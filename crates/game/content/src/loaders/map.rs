//! Map scenario loader.
//!
//! A scenario is an ASCII layout (see [`Map::from_ascii`]) plus placements
//! for the player, monsters, spawners and floor objects.

use std::path::Path;

use crawl_core::{GlobeKind, Item, Map, MapObject, Position, Spawner, UnitCatalog, UnitId, World};
use serde::{Deserialize, Serialize};

use crate::loaders::{LoadResult, read_file};

/// A unit model placed at a tile.
#[derive(Debug, Clone, PartialEq, Serialize, Deserialize)]
pub struct Placement {
    pub model: String,
    pub at: (i32, i32),
}

#[derive(Debug, Clone, PartialEq, Serialize, Deserialize)]
pub struct SpawnerPlacement {
    pub model: String,
    pub at: (i32, i32),
    pub life: u32,
    pub interval: u32,
    pub max_alive: usize,
}

/// Map scenario as stored in RON.
#[derive(Debug, Clone, PartialEq, Serialize, Deserialize)]
pub struct Scenario {
    pub layout: String,
    pub player: Placement,
    #[serde(default)]
    pub units: Vec<Placement>,
    #[serde(default)]
    pub spawners: Vec<SpawnerPlacement>,
    /// Items on the floor, by catalog name.
    #[serde(default)]
    pub loot: Vec<(String, (i32, i32))>,
    #[serde(default)]
    pub globes: Vec<(GlobeKind, (i32, i32))>,
}

fn position((x, y): (i32, i32)) -> Position {
    Position::new(x, y)
}

impl Scenario {
    /// Builds the terrain and floor objects (no units).
    pub fn build_map(&self, items: &[Item]) -> LoadResult<Map> {
        let mut map = Map::from_ascii(&self.layout);

        for spawner in &self.spawners {
            let at = position(spawner.at);
            if !map.is_open(at) {
                anyhow::bail!("Spawner for '{}' placed on a blocked tile {}", spawner.model, at);
            }
            map.add_object(
                at,
                MapObject::Spawner(Spawner::new(
                    spawner.model.clone(),
                    spawner.life,
                    spawner.interval,
                    spawner.max_alive,
                )),
            );
        }
        for (name, at) in &self.loot {
            let item = items
                .iter()
                .find(|item| &item.name == name)
                .ok_or_else(|| anyhow::anyhow!("Unknown item '{}' in loot", name))?;
            map.add_object(position(*at), MapObject::Loot(item.clone()));
        }
        for (kind, at) in &self.globes {
            map.add_object(position(*at), MapObject::Globe(*kind));
        }

        Ok(map)
    }

    /// Builds a ready-to-play world: map, player, then monsters in listed order.
    pub fn build_world(&self, catalog: UnitCatalog, items: &[Item]) -> LoadResult<World> {
        let map = self.build_map(items)?;
        for spawner in &self.spawners {
            if !catalog.contains(&spawner.model) {
                anyhow::bail!("Spawner references unknown model '{}'", spawner.model);
            }
        }

        // The id is reassigned on placement.
        let hero = catalog.build(&self.player.model, UnitId(0), position(self.player.at))?;
        let mut world = World::new(map, catalog);
        world.add_player(hero)?;
        for placement in &self.units {
            world.spawn(&placement.model, position(placement.at))?;
        }

        Ok(world)
    }
}

/// Loader for map scenarios from RON files.
pub struct MapLoader;

impl MapLoader {
    /// Load a scenario from a RON file.
    pub fn load(path: &Path) -> LoadResult<Scenario> {
        let content = read_file(path)?;
        Self::parse(&content)
    }

    /// Parse a scenario from RON text.
    pub fn parse(content: &str) -> LoadResult<Scenario> {
        ron::from_str(content).map_err(|e| anyhow::anyhow!("Failed to parse map RON: {}", e))
    }
}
--*--
**YOUR INSTRUCTIONS**
If a line in the entries includes the word "anyhow", copy that line out.

**ANSWER TO THE EXERCISE**
                anyhow::bail!("Spawner for '{}' placed on a blocked tile {}", spawner.model, at);
                .ok_or_else(|| anyhow::anyhow!("Unknown item '{}' in loot", name))?;
                anyhow::bail!("Spawner references unknown model '{}'", spawner.model);
        ron::from_str(content).map_err(|e| anyhow::anyhow!("Failed to parse map RON: {}", e))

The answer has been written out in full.